Work to complete: The response must contain every line from the records below that has "space".

Available records:
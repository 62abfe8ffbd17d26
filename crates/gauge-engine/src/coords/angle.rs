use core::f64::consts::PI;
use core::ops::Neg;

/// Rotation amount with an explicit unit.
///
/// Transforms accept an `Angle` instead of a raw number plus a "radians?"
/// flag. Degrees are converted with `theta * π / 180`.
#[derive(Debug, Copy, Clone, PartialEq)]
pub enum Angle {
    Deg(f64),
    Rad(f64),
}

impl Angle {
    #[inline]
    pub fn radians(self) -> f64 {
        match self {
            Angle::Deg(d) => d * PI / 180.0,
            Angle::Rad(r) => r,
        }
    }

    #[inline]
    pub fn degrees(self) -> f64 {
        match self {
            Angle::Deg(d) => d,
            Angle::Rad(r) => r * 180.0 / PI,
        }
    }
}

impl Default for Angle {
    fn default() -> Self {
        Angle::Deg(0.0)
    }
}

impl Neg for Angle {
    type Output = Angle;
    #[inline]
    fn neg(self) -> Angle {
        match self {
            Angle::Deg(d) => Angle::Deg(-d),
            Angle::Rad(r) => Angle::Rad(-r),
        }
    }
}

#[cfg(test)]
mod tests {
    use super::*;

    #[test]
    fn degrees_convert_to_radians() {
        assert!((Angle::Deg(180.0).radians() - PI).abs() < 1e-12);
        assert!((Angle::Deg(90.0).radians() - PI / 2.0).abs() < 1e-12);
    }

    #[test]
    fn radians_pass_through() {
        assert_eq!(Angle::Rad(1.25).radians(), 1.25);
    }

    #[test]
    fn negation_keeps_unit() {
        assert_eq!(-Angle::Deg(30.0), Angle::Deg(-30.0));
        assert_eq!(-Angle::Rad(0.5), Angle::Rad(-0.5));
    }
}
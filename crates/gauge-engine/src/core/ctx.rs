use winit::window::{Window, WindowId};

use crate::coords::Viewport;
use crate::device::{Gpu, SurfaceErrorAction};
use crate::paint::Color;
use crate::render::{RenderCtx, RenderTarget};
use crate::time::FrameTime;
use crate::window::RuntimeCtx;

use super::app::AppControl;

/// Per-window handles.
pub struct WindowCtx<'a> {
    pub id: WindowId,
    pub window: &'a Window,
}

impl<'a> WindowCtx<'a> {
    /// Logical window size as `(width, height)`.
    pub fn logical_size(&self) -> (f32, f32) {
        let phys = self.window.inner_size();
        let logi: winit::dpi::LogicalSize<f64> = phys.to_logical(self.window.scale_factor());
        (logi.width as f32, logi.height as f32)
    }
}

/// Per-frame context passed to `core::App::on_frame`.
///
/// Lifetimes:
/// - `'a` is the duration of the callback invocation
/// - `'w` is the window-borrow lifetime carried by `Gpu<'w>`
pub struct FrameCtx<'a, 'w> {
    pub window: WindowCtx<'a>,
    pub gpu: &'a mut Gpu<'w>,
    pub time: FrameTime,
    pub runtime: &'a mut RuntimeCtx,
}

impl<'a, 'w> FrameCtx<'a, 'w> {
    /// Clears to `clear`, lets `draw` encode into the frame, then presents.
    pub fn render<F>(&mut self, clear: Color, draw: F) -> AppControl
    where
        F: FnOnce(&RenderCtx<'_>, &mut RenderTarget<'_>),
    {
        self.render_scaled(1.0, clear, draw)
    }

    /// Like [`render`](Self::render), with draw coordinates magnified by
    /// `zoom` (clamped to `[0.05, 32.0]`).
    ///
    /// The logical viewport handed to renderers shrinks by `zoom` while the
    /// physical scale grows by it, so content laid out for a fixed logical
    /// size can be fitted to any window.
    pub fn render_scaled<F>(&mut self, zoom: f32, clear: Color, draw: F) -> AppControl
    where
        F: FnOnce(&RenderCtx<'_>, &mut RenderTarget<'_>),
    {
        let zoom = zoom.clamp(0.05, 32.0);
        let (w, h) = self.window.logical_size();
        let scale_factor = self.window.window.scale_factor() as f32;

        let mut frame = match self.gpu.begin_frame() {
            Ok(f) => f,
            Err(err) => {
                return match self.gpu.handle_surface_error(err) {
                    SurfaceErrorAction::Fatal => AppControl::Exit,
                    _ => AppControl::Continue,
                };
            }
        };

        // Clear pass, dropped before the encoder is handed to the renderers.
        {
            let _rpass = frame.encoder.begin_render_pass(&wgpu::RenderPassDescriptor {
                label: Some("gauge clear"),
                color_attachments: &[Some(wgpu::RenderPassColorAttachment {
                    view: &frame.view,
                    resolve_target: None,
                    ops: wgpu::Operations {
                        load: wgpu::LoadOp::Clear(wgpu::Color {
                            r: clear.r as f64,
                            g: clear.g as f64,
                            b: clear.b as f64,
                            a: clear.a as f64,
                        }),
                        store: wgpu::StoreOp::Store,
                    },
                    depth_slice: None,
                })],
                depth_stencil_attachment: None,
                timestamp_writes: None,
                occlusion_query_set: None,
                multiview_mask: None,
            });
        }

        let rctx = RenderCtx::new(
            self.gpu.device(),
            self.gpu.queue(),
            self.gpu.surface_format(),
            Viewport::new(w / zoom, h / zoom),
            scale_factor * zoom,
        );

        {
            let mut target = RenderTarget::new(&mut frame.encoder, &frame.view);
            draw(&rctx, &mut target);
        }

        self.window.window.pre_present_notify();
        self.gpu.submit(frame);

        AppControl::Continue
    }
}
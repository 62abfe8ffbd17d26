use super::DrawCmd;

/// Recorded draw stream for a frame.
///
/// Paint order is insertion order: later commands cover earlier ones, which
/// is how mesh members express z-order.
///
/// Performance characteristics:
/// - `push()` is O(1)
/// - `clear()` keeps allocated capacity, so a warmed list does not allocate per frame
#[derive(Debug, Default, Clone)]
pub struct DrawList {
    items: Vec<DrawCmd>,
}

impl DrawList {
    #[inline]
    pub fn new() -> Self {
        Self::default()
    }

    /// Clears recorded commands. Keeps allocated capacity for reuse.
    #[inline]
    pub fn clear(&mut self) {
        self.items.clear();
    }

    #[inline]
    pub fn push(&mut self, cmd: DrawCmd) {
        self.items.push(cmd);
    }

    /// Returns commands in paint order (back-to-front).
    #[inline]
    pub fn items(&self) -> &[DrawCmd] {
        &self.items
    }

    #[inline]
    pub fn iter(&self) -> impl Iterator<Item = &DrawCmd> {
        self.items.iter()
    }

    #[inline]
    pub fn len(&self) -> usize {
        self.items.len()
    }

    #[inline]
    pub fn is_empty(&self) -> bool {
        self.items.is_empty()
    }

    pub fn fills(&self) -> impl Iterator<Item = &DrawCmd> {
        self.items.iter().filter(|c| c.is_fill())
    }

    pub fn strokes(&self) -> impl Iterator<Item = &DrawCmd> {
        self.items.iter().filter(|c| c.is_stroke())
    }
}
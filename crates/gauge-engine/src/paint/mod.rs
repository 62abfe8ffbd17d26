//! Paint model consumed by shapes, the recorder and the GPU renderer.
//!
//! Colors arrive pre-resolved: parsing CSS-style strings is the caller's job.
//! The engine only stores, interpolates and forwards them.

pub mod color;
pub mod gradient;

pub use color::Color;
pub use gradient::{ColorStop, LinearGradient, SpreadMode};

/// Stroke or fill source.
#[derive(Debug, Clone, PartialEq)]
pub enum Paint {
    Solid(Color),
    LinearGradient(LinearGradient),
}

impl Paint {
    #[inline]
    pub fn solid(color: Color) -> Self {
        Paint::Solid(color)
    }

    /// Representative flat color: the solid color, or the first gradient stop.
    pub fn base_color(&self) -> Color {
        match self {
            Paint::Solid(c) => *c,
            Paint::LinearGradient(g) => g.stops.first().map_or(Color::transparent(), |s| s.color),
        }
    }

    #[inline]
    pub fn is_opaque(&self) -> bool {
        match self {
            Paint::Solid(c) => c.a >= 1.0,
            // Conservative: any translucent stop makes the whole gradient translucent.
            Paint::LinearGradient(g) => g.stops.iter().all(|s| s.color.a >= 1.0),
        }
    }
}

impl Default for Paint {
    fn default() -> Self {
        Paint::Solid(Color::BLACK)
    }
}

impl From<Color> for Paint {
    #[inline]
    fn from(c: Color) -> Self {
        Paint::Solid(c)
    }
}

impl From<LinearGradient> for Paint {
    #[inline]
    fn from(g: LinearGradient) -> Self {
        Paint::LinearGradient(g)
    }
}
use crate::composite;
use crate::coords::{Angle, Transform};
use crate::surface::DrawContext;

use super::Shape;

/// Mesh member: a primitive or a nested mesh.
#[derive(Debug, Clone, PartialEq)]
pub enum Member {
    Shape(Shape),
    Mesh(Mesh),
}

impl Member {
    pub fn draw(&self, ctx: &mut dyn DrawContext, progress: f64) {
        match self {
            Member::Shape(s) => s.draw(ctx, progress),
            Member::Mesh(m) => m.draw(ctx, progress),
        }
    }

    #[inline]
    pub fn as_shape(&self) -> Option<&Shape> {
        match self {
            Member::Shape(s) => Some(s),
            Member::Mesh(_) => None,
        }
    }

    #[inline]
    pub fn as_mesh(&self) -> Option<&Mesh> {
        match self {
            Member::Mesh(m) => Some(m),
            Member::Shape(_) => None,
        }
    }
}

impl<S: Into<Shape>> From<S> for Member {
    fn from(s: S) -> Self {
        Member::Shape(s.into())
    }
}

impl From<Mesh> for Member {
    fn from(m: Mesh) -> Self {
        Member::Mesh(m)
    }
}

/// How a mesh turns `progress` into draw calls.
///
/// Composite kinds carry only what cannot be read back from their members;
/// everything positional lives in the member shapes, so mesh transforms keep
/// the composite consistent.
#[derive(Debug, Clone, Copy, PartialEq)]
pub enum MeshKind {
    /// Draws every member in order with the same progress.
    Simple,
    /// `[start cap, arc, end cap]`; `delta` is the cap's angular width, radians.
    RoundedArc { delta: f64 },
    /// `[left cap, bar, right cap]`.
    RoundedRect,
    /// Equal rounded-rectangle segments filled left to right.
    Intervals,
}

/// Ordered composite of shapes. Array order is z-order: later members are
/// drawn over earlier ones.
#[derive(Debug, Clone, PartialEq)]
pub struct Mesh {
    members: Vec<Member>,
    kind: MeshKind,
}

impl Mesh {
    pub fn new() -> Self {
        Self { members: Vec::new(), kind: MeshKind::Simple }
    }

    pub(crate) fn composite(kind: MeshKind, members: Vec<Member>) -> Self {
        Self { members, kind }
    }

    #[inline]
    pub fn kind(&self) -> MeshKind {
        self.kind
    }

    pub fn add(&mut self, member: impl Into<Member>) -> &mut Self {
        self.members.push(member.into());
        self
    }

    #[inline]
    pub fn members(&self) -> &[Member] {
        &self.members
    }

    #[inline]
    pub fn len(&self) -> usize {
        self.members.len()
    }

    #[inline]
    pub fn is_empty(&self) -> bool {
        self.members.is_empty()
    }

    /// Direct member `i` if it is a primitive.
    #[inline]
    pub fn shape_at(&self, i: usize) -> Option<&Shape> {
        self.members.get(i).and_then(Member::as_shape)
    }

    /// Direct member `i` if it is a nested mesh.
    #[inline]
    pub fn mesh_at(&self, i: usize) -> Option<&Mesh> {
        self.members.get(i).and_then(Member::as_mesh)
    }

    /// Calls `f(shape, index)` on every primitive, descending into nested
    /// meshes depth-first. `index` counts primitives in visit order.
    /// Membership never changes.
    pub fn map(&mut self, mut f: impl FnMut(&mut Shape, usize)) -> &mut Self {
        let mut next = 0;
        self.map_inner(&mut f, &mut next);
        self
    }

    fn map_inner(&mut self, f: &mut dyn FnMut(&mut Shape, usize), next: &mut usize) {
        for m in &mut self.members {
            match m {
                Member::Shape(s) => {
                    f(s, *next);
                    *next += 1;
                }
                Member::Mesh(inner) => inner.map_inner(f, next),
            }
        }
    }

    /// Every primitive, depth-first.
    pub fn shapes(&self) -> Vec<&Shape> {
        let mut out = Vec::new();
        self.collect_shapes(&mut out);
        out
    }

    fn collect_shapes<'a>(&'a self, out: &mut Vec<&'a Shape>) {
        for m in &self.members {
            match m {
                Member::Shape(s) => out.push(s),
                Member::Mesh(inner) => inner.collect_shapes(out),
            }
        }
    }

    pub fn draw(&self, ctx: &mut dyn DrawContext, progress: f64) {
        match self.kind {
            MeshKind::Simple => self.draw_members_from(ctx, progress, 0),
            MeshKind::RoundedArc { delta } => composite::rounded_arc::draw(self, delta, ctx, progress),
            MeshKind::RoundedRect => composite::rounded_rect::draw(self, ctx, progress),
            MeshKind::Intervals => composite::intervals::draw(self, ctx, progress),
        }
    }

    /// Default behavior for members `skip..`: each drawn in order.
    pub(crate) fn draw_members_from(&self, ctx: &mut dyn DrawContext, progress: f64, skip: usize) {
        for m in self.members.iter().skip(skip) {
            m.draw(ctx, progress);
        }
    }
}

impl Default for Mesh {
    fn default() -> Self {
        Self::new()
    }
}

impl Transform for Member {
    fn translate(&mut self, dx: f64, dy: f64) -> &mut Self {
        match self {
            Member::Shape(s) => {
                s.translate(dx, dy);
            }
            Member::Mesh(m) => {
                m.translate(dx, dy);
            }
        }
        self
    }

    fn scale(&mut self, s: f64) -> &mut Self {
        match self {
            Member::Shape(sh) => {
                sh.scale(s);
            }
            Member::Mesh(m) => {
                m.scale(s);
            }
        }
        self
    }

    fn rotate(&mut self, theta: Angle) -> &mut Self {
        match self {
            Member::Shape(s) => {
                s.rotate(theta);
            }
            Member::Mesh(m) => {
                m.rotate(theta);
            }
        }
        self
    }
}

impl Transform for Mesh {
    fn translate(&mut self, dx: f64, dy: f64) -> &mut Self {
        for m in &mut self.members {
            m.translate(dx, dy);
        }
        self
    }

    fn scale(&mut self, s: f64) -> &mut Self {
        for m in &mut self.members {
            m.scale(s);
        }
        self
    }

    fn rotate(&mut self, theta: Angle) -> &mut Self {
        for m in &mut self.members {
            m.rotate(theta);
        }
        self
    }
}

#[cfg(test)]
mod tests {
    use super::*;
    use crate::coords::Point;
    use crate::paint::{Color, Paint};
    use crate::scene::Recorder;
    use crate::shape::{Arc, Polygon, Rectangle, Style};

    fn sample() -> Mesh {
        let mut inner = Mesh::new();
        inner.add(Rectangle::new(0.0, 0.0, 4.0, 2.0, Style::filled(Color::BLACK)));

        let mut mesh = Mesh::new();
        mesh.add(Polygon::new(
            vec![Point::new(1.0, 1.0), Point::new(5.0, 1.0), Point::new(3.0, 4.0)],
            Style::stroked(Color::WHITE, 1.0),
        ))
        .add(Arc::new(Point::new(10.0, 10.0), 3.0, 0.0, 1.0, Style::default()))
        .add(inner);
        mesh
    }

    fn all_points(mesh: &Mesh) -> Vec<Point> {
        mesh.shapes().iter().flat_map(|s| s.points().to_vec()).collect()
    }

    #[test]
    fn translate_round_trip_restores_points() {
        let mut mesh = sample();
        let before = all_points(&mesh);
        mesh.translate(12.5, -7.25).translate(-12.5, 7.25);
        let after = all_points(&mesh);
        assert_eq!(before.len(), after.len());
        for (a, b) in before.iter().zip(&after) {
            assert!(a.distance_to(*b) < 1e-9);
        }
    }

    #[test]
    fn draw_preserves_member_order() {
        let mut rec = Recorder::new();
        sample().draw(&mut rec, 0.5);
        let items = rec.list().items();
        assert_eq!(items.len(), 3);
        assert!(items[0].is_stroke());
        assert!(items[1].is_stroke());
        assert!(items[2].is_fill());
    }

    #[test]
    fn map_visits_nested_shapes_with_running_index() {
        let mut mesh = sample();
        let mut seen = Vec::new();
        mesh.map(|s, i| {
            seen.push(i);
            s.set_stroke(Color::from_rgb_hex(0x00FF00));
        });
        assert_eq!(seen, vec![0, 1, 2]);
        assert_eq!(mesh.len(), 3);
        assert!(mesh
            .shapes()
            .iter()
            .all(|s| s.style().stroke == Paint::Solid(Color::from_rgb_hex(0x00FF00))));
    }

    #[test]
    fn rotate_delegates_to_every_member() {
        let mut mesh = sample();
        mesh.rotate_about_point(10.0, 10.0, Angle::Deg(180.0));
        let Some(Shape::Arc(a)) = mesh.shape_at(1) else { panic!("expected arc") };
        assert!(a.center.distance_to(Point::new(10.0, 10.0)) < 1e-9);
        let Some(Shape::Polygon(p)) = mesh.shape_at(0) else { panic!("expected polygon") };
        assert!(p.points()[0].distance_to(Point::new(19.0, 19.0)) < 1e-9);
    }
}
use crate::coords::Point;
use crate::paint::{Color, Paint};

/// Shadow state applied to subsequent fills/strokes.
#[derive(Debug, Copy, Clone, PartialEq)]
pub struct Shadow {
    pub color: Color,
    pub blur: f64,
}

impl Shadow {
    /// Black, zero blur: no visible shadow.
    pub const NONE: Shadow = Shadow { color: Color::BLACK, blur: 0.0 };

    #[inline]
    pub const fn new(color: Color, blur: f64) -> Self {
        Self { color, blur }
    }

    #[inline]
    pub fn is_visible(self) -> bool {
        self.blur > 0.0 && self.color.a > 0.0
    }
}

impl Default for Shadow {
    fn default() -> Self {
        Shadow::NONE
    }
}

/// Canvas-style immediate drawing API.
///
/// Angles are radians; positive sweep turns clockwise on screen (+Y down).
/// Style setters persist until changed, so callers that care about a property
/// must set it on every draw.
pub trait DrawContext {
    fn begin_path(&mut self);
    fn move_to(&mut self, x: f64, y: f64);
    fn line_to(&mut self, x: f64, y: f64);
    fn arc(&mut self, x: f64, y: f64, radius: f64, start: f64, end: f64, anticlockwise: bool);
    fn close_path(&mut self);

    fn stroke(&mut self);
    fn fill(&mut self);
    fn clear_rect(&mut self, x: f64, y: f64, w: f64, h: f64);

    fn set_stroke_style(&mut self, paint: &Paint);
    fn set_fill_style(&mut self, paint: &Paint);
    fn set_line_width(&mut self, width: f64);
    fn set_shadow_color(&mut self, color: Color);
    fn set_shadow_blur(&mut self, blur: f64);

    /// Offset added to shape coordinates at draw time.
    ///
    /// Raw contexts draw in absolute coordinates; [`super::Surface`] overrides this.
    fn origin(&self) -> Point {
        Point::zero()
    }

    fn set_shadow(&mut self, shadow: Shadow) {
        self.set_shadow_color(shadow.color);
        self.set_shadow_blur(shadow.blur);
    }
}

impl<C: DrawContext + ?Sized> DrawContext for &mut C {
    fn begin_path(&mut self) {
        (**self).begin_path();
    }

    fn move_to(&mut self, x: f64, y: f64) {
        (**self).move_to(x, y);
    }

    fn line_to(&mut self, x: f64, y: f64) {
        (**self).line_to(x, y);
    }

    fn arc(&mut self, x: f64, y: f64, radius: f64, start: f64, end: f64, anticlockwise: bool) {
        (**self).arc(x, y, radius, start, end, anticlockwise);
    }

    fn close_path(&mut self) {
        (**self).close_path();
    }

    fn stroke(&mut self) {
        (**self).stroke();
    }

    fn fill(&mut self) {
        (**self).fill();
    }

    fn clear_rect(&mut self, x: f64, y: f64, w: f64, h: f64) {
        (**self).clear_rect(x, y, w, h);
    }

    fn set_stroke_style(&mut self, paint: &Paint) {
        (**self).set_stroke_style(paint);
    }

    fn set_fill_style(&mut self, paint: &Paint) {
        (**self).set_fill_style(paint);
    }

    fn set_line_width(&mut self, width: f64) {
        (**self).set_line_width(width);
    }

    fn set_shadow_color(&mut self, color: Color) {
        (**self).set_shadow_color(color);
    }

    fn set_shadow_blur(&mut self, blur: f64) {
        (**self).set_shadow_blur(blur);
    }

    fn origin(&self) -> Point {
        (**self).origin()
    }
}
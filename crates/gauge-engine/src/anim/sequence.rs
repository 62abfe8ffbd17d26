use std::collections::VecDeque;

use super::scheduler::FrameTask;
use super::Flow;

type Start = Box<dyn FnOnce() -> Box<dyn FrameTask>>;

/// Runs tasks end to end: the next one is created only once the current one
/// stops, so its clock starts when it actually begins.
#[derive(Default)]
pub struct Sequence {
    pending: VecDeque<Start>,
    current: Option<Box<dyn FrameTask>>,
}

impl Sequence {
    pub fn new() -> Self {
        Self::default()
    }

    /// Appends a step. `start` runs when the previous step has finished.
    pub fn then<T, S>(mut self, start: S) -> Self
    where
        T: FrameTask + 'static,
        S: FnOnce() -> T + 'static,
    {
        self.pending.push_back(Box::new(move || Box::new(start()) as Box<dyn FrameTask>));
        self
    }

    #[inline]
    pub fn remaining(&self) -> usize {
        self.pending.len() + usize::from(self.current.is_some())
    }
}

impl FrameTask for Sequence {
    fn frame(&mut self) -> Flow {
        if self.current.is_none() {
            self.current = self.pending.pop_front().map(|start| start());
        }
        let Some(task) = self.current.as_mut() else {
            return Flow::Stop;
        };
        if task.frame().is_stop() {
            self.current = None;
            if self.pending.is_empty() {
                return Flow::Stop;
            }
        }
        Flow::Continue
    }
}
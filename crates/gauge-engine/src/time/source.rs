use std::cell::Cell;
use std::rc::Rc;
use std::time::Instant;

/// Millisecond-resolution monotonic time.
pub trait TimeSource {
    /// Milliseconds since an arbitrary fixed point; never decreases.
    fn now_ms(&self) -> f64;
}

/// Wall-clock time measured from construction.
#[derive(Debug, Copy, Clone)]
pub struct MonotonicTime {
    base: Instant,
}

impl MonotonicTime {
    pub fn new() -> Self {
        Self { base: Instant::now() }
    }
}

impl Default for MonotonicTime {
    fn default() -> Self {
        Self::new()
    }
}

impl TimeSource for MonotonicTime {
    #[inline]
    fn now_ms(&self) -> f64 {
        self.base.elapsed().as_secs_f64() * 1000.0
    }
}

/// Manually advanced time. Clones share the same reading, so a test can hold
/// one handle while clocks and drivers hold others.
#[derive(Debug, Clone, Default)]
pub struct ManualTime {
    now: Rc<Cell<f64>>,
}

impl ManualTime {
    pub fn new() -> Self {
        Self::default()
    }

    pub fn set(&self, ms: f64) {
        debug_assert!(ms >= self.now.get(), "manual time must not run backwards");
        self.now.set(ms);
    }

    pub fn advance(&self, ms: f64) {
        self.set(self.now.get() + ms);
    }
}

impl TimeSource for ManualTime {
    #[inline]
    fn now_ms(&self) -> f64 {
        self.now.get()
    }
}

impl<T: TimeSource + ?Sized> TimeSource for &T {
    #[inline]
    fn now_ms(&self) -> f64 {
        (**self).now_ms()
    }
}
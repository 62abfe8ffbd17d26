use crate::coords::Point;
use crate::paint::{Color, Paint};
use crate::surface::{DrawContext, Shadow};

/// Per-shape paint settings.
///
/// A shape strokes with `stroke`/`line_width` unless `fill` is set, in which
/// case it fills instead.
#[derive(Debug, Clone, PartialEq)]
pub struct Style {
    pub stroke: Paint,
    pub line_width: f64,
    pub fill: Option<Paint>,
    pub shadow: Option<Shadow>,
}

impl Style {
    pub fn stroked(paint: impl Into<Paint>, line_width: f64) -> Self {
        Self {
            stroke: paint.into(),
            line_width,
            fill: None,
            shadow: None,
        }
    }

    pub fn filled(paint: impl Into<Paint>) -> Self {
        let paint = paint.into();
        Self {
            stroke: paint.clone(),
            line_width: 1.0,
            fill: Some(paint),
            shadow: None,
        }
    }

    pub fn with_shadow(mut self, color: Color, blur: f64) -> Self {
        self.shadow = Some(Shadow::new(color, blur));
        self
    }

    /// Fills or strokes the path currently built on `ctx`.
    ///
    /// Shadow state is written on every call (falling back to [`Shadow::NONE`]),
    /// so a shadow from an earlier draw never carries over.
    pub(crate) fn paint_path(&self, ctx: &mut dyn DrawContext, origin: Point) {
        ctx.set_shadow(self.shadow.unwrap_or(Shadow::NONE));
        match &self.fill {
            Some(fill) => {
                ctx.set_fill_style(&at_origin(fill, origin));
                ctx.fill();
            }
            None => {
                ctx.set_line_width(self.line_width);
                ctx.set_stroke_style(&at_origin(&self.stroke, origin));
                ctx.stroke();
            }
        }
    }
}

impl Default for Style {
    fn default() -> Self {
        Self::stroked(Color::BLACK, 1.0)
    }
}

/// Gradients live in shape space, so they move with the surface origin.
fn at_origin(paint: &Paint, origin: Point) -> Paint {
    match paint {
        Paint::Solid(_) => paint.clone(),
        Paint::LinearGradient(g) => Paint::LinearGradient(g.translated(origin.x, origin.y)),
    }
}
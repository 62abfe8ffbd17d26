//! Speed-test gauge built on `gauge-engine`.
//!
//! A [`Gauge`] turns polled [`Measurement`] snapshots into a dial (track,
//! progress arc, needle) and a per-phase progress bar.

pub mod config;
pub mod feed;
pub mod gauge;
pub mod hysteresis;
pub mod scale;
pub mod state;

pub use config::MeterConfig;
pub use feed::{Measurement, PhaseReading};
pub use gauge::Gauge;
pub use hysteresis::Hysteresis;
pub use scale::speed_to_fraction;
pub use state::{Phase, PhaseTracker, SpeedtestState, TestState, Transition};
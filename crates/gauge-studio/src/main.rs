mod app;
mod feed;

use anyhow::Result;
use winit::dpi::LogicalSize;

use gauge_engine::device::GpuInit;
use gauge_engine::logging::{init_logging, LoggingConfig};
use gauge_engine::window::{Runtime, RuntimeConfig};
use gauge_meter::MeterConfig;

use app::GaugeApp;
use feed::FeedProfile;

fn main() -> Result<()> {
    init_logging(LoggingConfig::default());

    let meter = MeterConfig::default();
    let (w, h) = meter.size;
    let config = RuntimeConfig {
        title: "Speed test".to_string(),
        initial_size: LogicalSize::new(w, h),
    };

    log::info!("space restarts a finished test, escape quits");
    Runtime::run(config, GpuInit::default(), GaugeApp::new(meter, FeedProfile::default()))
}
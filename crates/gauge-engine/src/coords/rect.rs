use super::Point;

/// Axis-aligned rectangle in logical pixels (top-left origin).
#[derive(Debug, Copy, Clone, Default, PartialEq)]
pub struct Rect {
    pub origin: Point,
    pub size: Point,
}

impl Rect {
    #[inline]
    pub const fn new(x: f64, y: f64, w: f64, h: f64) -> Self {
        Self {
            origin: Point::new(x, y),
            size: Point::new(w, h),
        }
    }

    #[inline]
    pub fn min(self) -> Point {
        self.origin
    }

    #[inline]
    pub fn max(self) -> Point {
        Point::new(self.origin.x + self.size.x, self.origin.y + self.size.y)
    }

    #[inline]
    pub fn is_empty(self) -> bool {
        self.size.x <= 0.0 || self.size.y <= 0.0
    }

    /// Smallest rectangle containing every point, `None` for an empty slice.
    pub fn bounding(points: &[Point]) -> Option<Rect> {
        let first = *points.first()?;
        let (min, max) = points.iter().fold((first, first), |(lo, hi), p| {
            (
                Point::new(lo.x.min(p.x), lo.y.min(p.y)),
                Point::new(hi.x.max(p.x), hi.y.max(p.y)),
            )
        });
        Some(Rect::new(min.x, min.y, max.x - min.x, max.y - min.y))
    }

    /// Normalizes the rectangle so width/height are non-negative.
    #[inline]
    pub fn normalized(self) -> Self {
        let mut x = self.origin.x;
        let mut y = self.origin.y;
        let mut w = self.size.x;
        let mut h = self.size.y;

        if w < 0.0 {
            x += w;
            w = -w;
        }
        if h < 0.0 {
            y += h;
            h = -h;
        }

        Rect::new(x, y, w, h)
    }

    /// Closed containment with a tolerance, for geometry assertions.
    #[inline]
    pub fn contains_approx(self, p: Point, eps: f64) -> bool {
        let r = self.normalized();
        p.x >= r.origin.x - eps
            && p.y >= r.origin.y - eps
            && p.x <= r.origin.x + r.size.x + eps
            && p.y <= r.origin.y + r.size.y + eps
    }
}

Expected answer:
/// Gradients live in shape space, so they move with the surface origin.
    log::info!("space restarts a finished test, escape quits");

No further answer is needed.